Finalmente, este 13 de enero Día Mundial de la Lucha contra la Depresión, sirve como recordatorio para desmitificar la salud mental. Reconocer los síntomas —alteración del sueño, apetito y desempeño laboral— es el primer paso para la recuperación. El compromiso del sistema de salud y la sociedad es vital para que cada paciente recupere su equilibrio y pueda enfrentar la vida con las herramientas necesarias.
Mientras la tristeza es comparable a una ola que viene y se va, la depresión es como estar sumergido en el fondo del mar, donde el estado de apatía persiste por semanas o meses. Esta afección anula la capacidad de disfrute y el interés por las actividades cotidianas, afectando no solo la mente, sino la totalidad del organismo, incluyendo el sistema inmunológico y órganos vitales.
Las repercusiones físicas de la depresión son profundas. La doctora Zevallos explicó que esta patología puede incrementar la frecuencia de infecciones, empeorar enfermedades autoinmunes e incluso estar vinculada al aumento de riesgos oncológicos. "No hay división entre la mente y el cuerpo", señaló, destacando que combatir la depresión es esencial para recuperar el equilibrio biológico.
Existe un fuerte componente genético en este trastorno. Los hijos de progenitores con depresión, especialmente por línea materna, pueden presentan un riesgo significativamente mayor de padecerla. Aunque no existe un tratamiento preventivo absoluto, factores como el estrés sostenido y la falta de redes de apoyo social actúan como detonantes críticos que deben ser monitoreados de cerca.
Las redes de soporte —familia, amigos y compañeros de trabajo— son fundamentales. El aislamiento y la soledad son factores de riesgo determinantes. Según la última Encuesta Nacional de Salud Mental 2022, el estado civil (soltero, viudo o divorciado) muestra una asociación fuerte con la prevalencia de la enfermedad, evidenciando que el acompañamiento emocional es un escudo protector.
Casos de personas muy conocidas a nivel nacional e internacional, han visibilizado que la fama y el dinero no eximen del riesgo. El "estrés positivo", derivado de altas expectativas o grandes cambios de vida, puede sobrecargar el sistema emocional. En muchos casos, el refugio en el alcohol o las drogas no es sino un intento desesperado por evadir un dolor no tratado.

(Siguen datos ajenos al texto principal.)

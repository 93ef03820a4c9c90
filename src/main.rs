use iced::keyboard::{self, key, Key};
use iced::widget::{button, column, container, image, row, slider, text, text_input};
use iced::{window, Element, Length, Subscription, Task};
use std::path::{Path, PathBuf};
use std::time::Duration;
use tracing_subscriber::EnvFilter;
use video_viewer::{Config, Icon, PlaybackController, PlaybinEngine, Prompt, ViewIntent, ViewModel};

const FRAME_INTERVAL: Duration = Duration::from_millis(16);
const VIDEO_EXTENSIONS: &[&str] = &["mp4", "mkv", "avi", "mov", "m4v", "wmv", "webm", "flv"];

fn main() -> iced::Result {
    tracing_subscriber::fmt()
        .with_env_filter(
            EnvFilter::try_from_default_env().unwrap_or_else(|_| EnvFilter::new("info")),
        )
        .init();

    let config = Config::load().unwrap_or_else(|err| {
        log::warn!("ignoring config: {err}");
        Config::default()
    });
    let engine = match PlaybinEngine::new() {
        Ok(engine) => engine,
        Err(err) => {
            log::error!("cannot initialise GStreamer: {err}");
            std::process::exit(1);
        }
    };

    iced::application("Video Viewer", App::update, App::view)
        .subscription(App::subscription)
        .run_with(move || (App::new(engine, config), Task::none()))
}

#[derive(Clone, Debug)]
enum Message {
    Poll,
    NextFrame,
    OpenFile,
    UrlInputChanged(String),
    OpenUrl,
    PlayPause,
    Stop,
    Seek(f64),
    SeekRelease,
    Volume(f64),
    Rate(f64),
    Save,
    SaveAs,
    Delete,
    DismissError,
    ToggleFullscreen,
    ExitFullscreen,
}

struct App {
    controller: PlaybackController<PlaybinEngine, ViewModel>,
    frame: Option<image::Handle>,
    url_input: String,
    dragging: Option<u64>,
    fullscreen: bool,
    config: Config,
}

impl App {
    fn new(engine: PlaybinEngine, config: Config) -> Self {
        App {
            controller: PlaybackController::new(engine, ViewModel::new(), &config.playback),
            frame: None,
            url_input: String::new(),
            dragging: None,
            fullscreen: false,
            config,
        }
    }

    fn dispatch(&mut self, intent: ViewIntent) {
        self.controller.handle_intent(intent, &mut Dialogs);
    }

    fn set_fullscreen(&mut self, fullscreen: bool) -> Task<Message> {
        if self.fullscreen == fullscreen {
            return Task::none();
        }
        self.fullscreen = fullscreen;

        let mode = window_mode(fullscreen);
        window::get_latest().and_then(move |id| window::change_mode(id, mode))
    }

    fn update(&mut self, message: Message) -> Task<Message> {
        match message {
            Message::ToggleFullscreen => return self.set_fullscreen(!self.fullscreen),
            Message::ExitFullscreen => return self.set_fullscreen(false),
            Message::Poll => {
                for notification in self.controller.engine_mut().poll() {
                    self.controller.handle_engine_event(notification);
                }
                if self.controller.session().is_none() {
                    self.frame = None;
                }
            }
            Message::NextFrame => {
                if let Some(frame) = self.controller.engine().take_frame() {
                    self.frame = Some(image::Handle::from_rgba(
                        frame.width,
                        frame.height,
                        frame.pixels,
                    ));
                }
            }
            Message::OpenFile => {
                let picked = rfd::FileDialog::new()
                    .set_title("Open video")
                    .add_filter("Video", VIDEO_EXTENSIONS)
                    .add_filter("All files", &["*"])
                    .pick_file();
                if let Some(path) = picked {
                    self.frame = None;
                    self.dispatch(ViewIntent::OpenFile(path));
                }
            }
            Message::UrlInputChanged(text) => {
                self.url_input = text;
            }
            Message::OpenUrl => {
                if !self.url_input.trim().is_empty() {
                    self.frame = None;
                    self.dispatch(ViewIntent::OpenUrl(self.url_input.clone()));
                }
            }
            Message::PlayPause => self.dispatch(ViewIntent::PlayPause),
            Message::Stop => self.dispatch(ViewIntent::Stop),
            Message::Seek(value) => {
                if self.dragging.is_none() {
                    self.dispatch(ViewIntent::SliderDragStarted);
                }
                let value = value.max(0.0) as u64;
                self.dragging = Some(value);
                self.dispatch(ViewIntent::SliderDragged(value));
            }
            Message::SeekRelease => {
                if let Some(value) = self.dragging.take() {
                    self.dispatch(ViewIntent::SliderDragEnded(value));
                }
            }
            Message::Volume(volume) => {
                self.dispatch(ViewIntent::VolumeChanged(volume.round() as i32));
            }
            Message::Rate(rate) => {
                self.dispatch(ViewIntent::RateChanged((rate * 100.0).round() / 100.0));
            }
            Message::Save => self.dispatch(ViewIntent::Save),
            Message::SaveAs => {
                let suggested = self
                    .controller
                    .session()
                    .and_then(|session| session.source().local_path())
                    .and_then(Path::file_name)
                    .map(|name| name.to_string_lossy().into_owned())
                    .unwrap_or_else(|| "video.mp4".to_owned());
                if let Some(path) = Dialogs.save_destination(&suggested) {
                    self.dispatch(ViewIntent::SaveAs(path));
                }
            }
            Message::Delete => self.dispatch(ViewIntent::Delete),
            Message::DismissError => self.controller.view_mut().dismiss_error(),
        }
        Task::none()
    }

    fn view(&self) -> Element<Message> {
        let model = self.controller.view();

        let toolbar = row![
            button(text("Open…")).on_press(Message::OpenFile),
            text_input("https://example.com/stream.m3u8", &self.url_input)
                .on_input(Message::UrlInputChanged)
                .on_submit(Message::OpenUrl)
                .width(Length::Fixed(320.0)),
            button(text("Open URL")).on_press(Message::OpenUrl),
            button(text("Save")).on_press(Message::Save),
            button(text("Save as…")).on_press(Message::SaveAs),
            button(text("Delete…")).on_press(Message::Delete),
        ]
        .spacing(5)
        .padding(5)
        .align_y(iced::alignment::Vertical::Center);

        let video: Element<Message> = match &self.frame {
            Some(handle) => image(handle.clone())
                .width(Length::Fill)
                .height(Length::Fill)
                .content_fit(iced::ContentFit::Contain)
                .into(),
            None => text("Open a file or a URL to start").into(),
        };

        let seek_bar = container(
            slider(
                0.0..=model.slider_max.max(1) as f64,
                model.slider_value as f64,
                Message::Seek,
            )
            .step(100.0)
            .on_release(Message::SeekRelease),
        )
        .padding(iced::Padding::new(5.0).left(10.0).right(10.0));

        let playback = &self.config.playback;
        let controls = row![
            button(text(match model.icon {
                Icon::Play => "Play",
                Icon::Pause => "Pause",
            }))
            .width(80.0)
            .on_press(Message::PlayPause),
            button(text("Stop")).width(80.0).on_press(Message::Stop),
            button(text(if self.fullscreen {
                "Windowed"
            } else {
                "Fullscreen"
            }))
            .on_press(Message::ToggleFullscreen),
            text(model.time_label.as_str()).width(Length::Fill),
            text("Volume"),
            slider(0.0..=100.0, f64::from(model.volume), Message::Volume).width(120.0),
            text(format!("Speed {:.2}x", model.rate)),
            slider(playback.min_rate..=playback.max_rate, model.rate, Message::Rate)
                .step(0.05)
                .width(120.0),
        ]
        .spacing(5)
        .align_y(iced::alignment::Vertical::Center)
        .padding(iced::Padding::new(10.0).top(0.0));

        let mut content = column![]
            .push_maybe((!self.fullscreen).then_some(toolbar))
            .push(
                container(video)
                    .align_x(iced::Alignment::Center)
                    .align_y(iced::Alignment::Center)
                    .width(Length::Fill)
                    .height(Length::Fill),
            )
            .push(seek_bar)
            .push(controls);

        if let Some(error) = &model.error {
            content = content.push(
                row![
                    text(error.as_str()).width(Length::Fill),
                    button(text("Dismiss")).on_press(Message::DismissError),
                ]
                .spacing(10)
                .padding(5)
                .align_y(iced::alignment::Vertical::Center),
            );
        }
        content
            .push(text(model.status.as_deref().unwrap_or_default()).size(12))
            .padding(5)
            .into()
    }

    fn subscription(&self) -> Subscription<Message> {
        let poll = iced::time::every(self.config.engine.poll_interval).map(|_| Message::Poll);
        let keys = keyboard::on_key_press(|key, _modifiers| shortcut(key.as_ref()));

        if self.controller.state().is_live() {
            let frames = iced::time::every(FRAME_INTERVAL).map(|_| Message::NextFrame);
            Subscription::batch([poll, keys, frames])
        } else {
            Subscription::batch([poll, keys])
        }
    }
}

fn shortcut(key: Key<&str>) -> Option<Message> {
    match key {
        Key::Named(key::Named::Space) => Some(Message::PlayPause),
        Key::Character("s") => Some(Message::Stop),
        Key::Character("f") => Some(Message::ToggleFullscreen),
        Key::Named(key::Named::Escape) => Some(Message::ExitFullscreen),
        _ => None,
    }
}

fn window_mode(fullscreen: bool) -> window::Mode {
    if fullscreen {
        window::Mode::Fullscreen
    } else {
        window::Mode::Windowed
    }
}

/// Native dialogs backing the controller's questions.
struct Dialogs;

impl Prompt for Dialogs {
    fn save_destination(&mut self, suggested_name: &str) -> Option<PathBuf> {
        rfd::FileDialog::new()
            .set_title("Save copy as")
            .set_file_name(suggested_name)
            .save_file()
    }

    fn confirm_delete(&mut self, path: &Path) -> bool {
        let answer = rfd::MessageDialog::new()
            .set_level(rfd::MessageLevel::Warning)
            .set_title("Delete file")
            .set_description(format!("Are you sure you want to delete:\n{}", path.display()))
            .set_buttons(rfd::MessageButtons::YesNo)
            .show();
        matches!(answer, rfd::MessageDialogResult::Yes)
    }
}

La enfermedad no distingue edades y puede manifestarse desde la infancia. Sin embargo, la mayor prevalencia se concentra en el grupo de adultos jóvenes, específicamente entre los 18 y 29 años. Es vital identificar los síntomas tempranamente para evitar que cuadros leves se conviertan en moderados o graves, donde el riesgo de desenlaces fatales como el suicidio se incrementa.

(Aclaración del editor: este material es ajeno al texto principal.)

use crate::time_label;
use std::path::{Path, PathBuf};

/// Glyph shown on the play/pause button.
#[derive(Debug, Clone, Copy, PartialEq, Eq, Default)]
pub enum Icon {
    #[default]
    Play,
    Pause,
}

/// Widgets the controller keeps in sync with the engine.
pub trait View {
    fn set_icon(&mut self, icon: Icon);
    /// The slider spans `0..=max_ms`.
    fn set_slider_range(&mut self, max_ms: u64);
    fn set_slider_value(&mut self, value_ms: u64);
    fn set_time_label(&mut self, text: &str);
    fn set_volume(&mut self, volume: u8);
    fn set_rate(&mut self, rate: f64);
    fn show_status(&mut self, message: &str);
    fn show_error(&mut self, message: &str);
}

/// Questions that need the user's answer before a file operation goes ahead.
pub trait Prompt {
    /// Picks where a copy should be written; `None` if the user cancelled.
    fn save_destination(&mut self, suggested_name: &str) -> Option<PathBuf>;

    /// Asks whether `path` should really be deleted.
    fn confirm_delete(&mut self, path: &Path) -> bool;
}

/// Something the user asked for through the view.
#[derive(Debug, Clone, PartialEq)]
pub enum ViewIntent {
    OpenFile(PathBuf),
    OpenUrl(String),
    PlayPause,
    Stop,
    SliderDragStarted,
    SliderDragged(u64),
    SliderDragEnded(u64),
    VolumeChanged(i32),
    RateChanged(f64),
    Save,
    SaveAs(PathBuf),
    Delete,
}

/// Retained view state: the last value pushed for every widget.
///
/// Immediate-mode front ends render straight from it.
#[derive(Debug, Clone, PartialEq)]
pub struct ViewModel {
    pub icon: Icon,
    pub slider_max: u64,
    pub slider_value: u64,
    pub time_label: String,
    pub volume: u8,
    pub rate: f64,
    pub status: Option<String>,
    pub error: Option<String>,
}

impl Default for ViewModel {
    fn default() -> Self {
        ViewModel {
            icon: Icon::Play,
            slider_max: 0,
            slider_value: 0,
            time_label: time_label(0, 0),
            volume: 50,
            rate: 1.0,
            status: None,
            error: None,
        }
    }
}

impl ViewModel {
    pub fn new() -> Self {
        Self::default()
    }

    /// Forgets the last error, e.g. after the user dismissed it.
    pub fn dismiss_error(&mut self) {
        self.error = None;
    }
}

impl View for ViewModel {
    fn set_icon(&mut self, icon: Icon) {
        self.icon = icon;
    }

    fn set_slider_range(&mut self, max_ms: u64) {
        self.slider_max = max_ms;
        // mirror a slider widget, which clamps its value to the new range
        self.slider_value = self.slider_value.min(max_ms);
    }

    fn set_slider_value(&mut self, value_ms: u64) {
        self.slider_value = value_ms.min(self.slider_max);
    }

    fn set_time_label(&mut self, text: &str) {
        self.time_label = text.to_owned();
    }

    fn set_volume(&mut self, volume: u8) {
        self.volume = volume;
    }

    fn set_rate(&mut self, rate: f64) {
        self.rate = rate;
    }

    fn show_status(&mut self, message: &str) {
        self.status = Some(message.to_owned());
    }

    fn show_error(&mut self, message: &str) {
        self.error = Some(message.to_owned());
    }
}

Respecto al tratamiento, la doctora aclaró que depende del grado de afectación. En casos leves, la psicoterapia brinda herramientas emocionales eficaces. No obstante, en niveles moderados es necesario un abordaje biológico con medicamentos, siempre complementado con terapia. "No se trata de ponerle ganas; un diabético no se cura con voluntad, un deprimido tampoco", sentenció.
Para el entorno cercano, la recomendación es la empatía y la validación. Frases como "tú puedes" a menudo resultan contraproducentes. Lo correcto es hacerle saber a la persona que no está sola y acompañarla a buscar ayuda profesional. En el Perú, existen más de 300 Centros de Salud Mental Comunitarios y la línea gratuita 113, opción 5, que ofrece el Ministerio de Salud las 24 horas del día, para atención inmediata.

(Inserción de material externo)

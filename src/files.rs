use crate::{Error, MediaEngine, PlaybackController, Prompt, View};
use log::{info, warn};
use std::fs::{self, FileTimes};
use std::io;
use std::path::{Path, PathBuf};

impl<E: MediaEngine, V: View> PlaybackController<E, V> {
    /// Copies the open file to the remembered destination, asking for one first
    /// if there is none yet.
    ///
    /// Returns where the copy went, or `None` if the user cancelled.
    pub fn save_copy(&mut self, prompt: &mut impl Prompt) -> Result<Option<PathBuf>, Error> {
        let source = self.local_source()?.to_path_buf();

        if let Some(target) = self.save_target.clone() {
            self.save_copy_as(&target)?;
            return Ok(Some(target));
        }

        let suggested = source
            .file_name()
            .map(|name| name.to_string_lossy().into_owned())
            .unwrap_or_else(|| "video.mp4".to_owned());
        match prompt.save_destination(&suggested) {
            Some(destination) => {
                self.save_copy_as(&destination)?;
                Ok(Some(destination))
            }
            None => {
                self.view.show_status("Save cancelled");
                Ok(None)
            }
        }
    }

    /// Copies the open file to `destination` and remembers it for later saves.
    pub fn save_copy_as(&mut self, destination: &Path) -> Result<(), Error> {
        let source = self.local_source()?.to_path_buf();
        copy_preserving(&source, destination)?;

        info!("saved {} to {}", source.display(), destination.display());
        self.save_target = Some(destination.to_path_buf());
        self.view.show_status(&format!("Saved to: {}", destination.display()));
        Ok(())
    }

    /// Deletes the open file after the user confirms.
    ///
    /// Playback is stopped before the file is touched so the engine lets go of
    /// it. Returns `false` if the user declined.
    pub fn delete_current_file(&mut self, prompt: &mut impl Prompt) -> Result<bool, Error> {
        let path = self.local_source()?.to_path_buf();
        if !path.exists() {
            return Err(Error::NoLocalSource);
        }
        if !prompt.confirm_delete(&path) {
            self.view.show_status("Delete cancelled");
            return Ok(false);
        }

        self.engine.stop()?;
        self.mark_stopped();
        fs::remove_file(&path)?;

        info!("deleted {}", path.display());
        self.engine.unload();
        self.session = None;
        self.save_target = None;
        self.seeking = false;
        self.reset_view();
        self.view.show_status("File deleted");
        Ok(true)
    }

    fn local_source(&self) -> Result<&Path, Error> {
        self.session
            .as_ref()
            .and_then(|session| session.source().local_path())
            .ok_or(Error::NoLocalSource)
    }
}

/// Copies contents and permissions, then carries over access and modification
/// times where the platform allows it.
fn copy_preserving(source: &Path, destination: &Path) -> io::Result<()> {
    if destination.canonicalize().is_ok_and(|dest| dest == source) {
        return Err(io::Error::new(
            io::ErrorKind::InvalidInput,
            format!("{} is the file being played", destination.display()),
        ));
    }

    fs::copy(source, destination)?;
    if let Err(err) = copy_times(source, destination) {
        warn!(
            "could not preserve timestamps on {}: {err}",
            destination.display()
        );
    }
    Ok(())
}

fn copy_times(source: &Path, destination: &Path) -> io::Result<()> {
    let metadata = fs::metadata(source)?;
    let times = FileTimes::new()
        .set_accessed(metadata.accessed()?)
        .set_modified(metadata.modified()?);
    fs::OpenOptions::new()
        .write(true)
        .open(destination)?
        .set_times(times)
}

Finalmente, este 13 de enero Día Mundial de la Lucha contra la Depresión, sirve como recordatorio para desmitificar la salud mental. Reconocer los síntomas —alteración del sueño, apetito y desempeño laboral— es el primer paso para la recuperación. El compromiso del sistema de salud y la sociedad es vital para que cada paciente recupere su equilibrio y pueda enfrentar la vida con las herramientas necesarias.